_SUPPLIED DATA_.

-=-=-

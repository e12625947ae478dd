//! Tests for plan schema types

use std::collections::BTreeMap;
use std::time::Duration;

use super::*;
use crate::models::{TaskResult, TaskStatus};

fn create_plan() -> Plan {
    Plan::new(PlanMetadata::new("plan-1", "Plan One", "1.0.0"))
        .with_task(Task::command("setup", "Setup", "echo setup"))
        .with_task(
            Task::command("build", "Build", "cargo build")
                .of_kind(TaskKind::Build)
                .depends_on(["setup"]),
        )
}

#[test]
fn test_task_kind_aliases() {
    assert_eq!(TaskKind::parse("shell"), Some(TaskKind::Command));
    assert_eq!(TaskKind::parse("typecheck"), Some(TaskKind::TypeCheck));
    assert_eq!(TaskKind::parse("type_check"), Some(TaskKind::TypeCheck));
    assert_eq!(TaskKind::parse(" Tests "), Some(TaskKind::Test));
    assert_eq!(TaskKind::parse("research"), None);
}

#[test]
fn test_agent_kinds_are_disjoint_from_task_kinds() {
    for tag in ["agent", "research", "analysis", "review"] {
        assert!(AgentKind::parse(tag).is_some(), "{tag} should be an agent kind");
        assert!(TaskKind::parse(tag).is_none(), "{tag} should not be a task kind");
    }
}

#[test]
fn test_gate_kind_rejects_generic_command() {
    assert_eq!(GateKind::parse("command"), None);
    assert_eq!(GateKind::parse("deploy"), Some(GateKind::Deploy));
}

#[test]
fn test_gate_priority_matches_declaration_order() {
    let mut kinds = vec![
        GateKind::Deploy,
        GateKind::Test,
        GateKind::Lint,
        GateKind::Integration,
        GateKind::Build,
        GateKind::TypeCheck,
    ];
    kinds.sort();
    assert_eq!(kinds, GateKind::ALL.to_vec());

    let priorities: Vec<u8> = GateKind::ALL.iter().map(|k| k.priority()).collect();
    assert_eq!(priorities, vec![0, 1, 2, 3, 4, 5]);
}

#[test]
fn test_gate_kind_labels() {
    assert_eq!(GateKind::TypeCheck.as_str(), "type-check");
    assert_eq!(GateKind::TypeCheck.label(), "Type check");
    assert_eq!(GateKind::Test.to_string(), "test");
}

#[test]
fn test_retry_delay_without_backoff_is_constant() {
    let retry = RetryPolicy::new(4, Duration::from_millis(200));
    assert_eq!(retry.delay_before_retry(1), Duration::from_millis(200));
    assert_eq!(retry.delay_before_retry(3), Duration::from_millis(200));
}

#[test]
fn test_retry_delay_with_backoff_grows() {
    let retry = RetryPolicy::new(4, Duration::from_secs(1)).with_backoff(2.0);
    assert_eq!(retry.delay_before_retry(1), Duration::from_secs(1));
    assert_eq!(retry.delay_before_retry(2), Duration::from_secs(2));
    assert_eq!(retry.delay_before_retry(3), Duration::from_secs(4));
}

#[test]
fn test_retry_delay_saturates() {
    let retry = RetryPolicy::new(u32::MAX, Duration::from_secs(60)).with_backoff(1e300);
    assert_eq!(retry.delay_before_retry(5), Duration::MAX);
}

#[test]
fn test_task_builders() {
    let task = Task::command("test", "Run tests", "cargo test")
        .of_kind(TaskKind::Test)
        .depends_on(["build", "setup"])
        .with_timeout(Duration::from_secs(30))
        .with_env("RUST_BACKTRACE", "1")
        .with_working_dir("crates/core");

    assert_eq!(task.command_line(), Some("cargo test"));
    assert_eq!(task.gate_kind(), Some(GateKind::Test));
    assert_eq!(task.kind_label(), "test");
    assert_eq!(task.depends_on, vec!["build", "setup"]);
    assert_eq!(task.timeout, Some(Duration::from_secs(30)));
    assert_eq!(task.env.get("RUST_BACKTRACE").map(String::as_str), Some("1"));
    assert_eq!(task.status, TaskStatus::Pending);
    assert!(!task.is_agent_task());
}

#[test]
fn test_agent_task_has_no_command() {
    let input = AgentInput {
        kind: "codebase-analysis".to_string(),
        context: BTreeMap::new(),
    };
    let task = Task::agent(
        "scan",
        "Scan",
        AgentKind::Analysis,
        input,
        ExecutionStrategy::Parallel,
    )
    .of_kind(TaskKind::Lint);

    assert!(task.is_agent_task());
    assert_eq!(task.command_line(), None);
    assert_eq!(task.gate_kind(), None);
    assert_eq!(task.kind_label(), "analysis");
}

#[test]
fn test_attach_results_leaves_unattempted_tasks_pending() {
    let mut plan = create_plan();
    let mut result = TaskResult::skipped("setup", "");
    result.status = TaskStatus::Completed;
    result.error = None;

    plan.attach_results(&[result]);

    let setup = plan.task("setup").unwrap();
    assert_eq!(setup.status, TaskStatus::Completed);
    assert!(setup.result.is_some());

    let build = plan.task("build").unwrap();
    assert_eq!(build.status, TaskStatus::Pending);
    assert!(build.result.is_none());
}

#[test]
fn test_gate_builders() {
    let gate = QualityGateConfig::new("deploy", "Deploy", GateKind::Deploy)
        .optional()
        .with_command("./deploy.sh")
        .with_timeout(Duration::from_secs(900))
        .for_task("release");

    assert!(!gate.required);
    assert_eq!(gate.settings.command.as_deref(), Some("./deploy.sh"));
    assert_eq!(gate.settings.timeout, Some(Duration::from_secs(900)));
    assert_eq!(gate.task_id.as_deref(), Some("release"));
    assert!(QualityGateConfig::new("lint", "Lint", GateKind::Lint).required);
}

#[test]
fn test_validation_error_display() {
    let err = ValidationError::new(
        ValidationErrorKind::OutOfRange,
        "tasks[0].timeout",
        "must be greater than 0",
    );
    assert_eq!(err.to_string(), "tasks[0].timeout: must be greater than 0");
    assert_eq!(ValidationErrorKind::CircularDependency.to_string(), "CircularDependency");
}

-=-=-

Your task is to copy every line in the entries that holds the string "should".

        assert!(AgentKind::parse(tag).is_some(), "{tag} should be an agent kind");
        assert!(TaskKind::parse(tag).is_none(), "{tag} should not be a task kind");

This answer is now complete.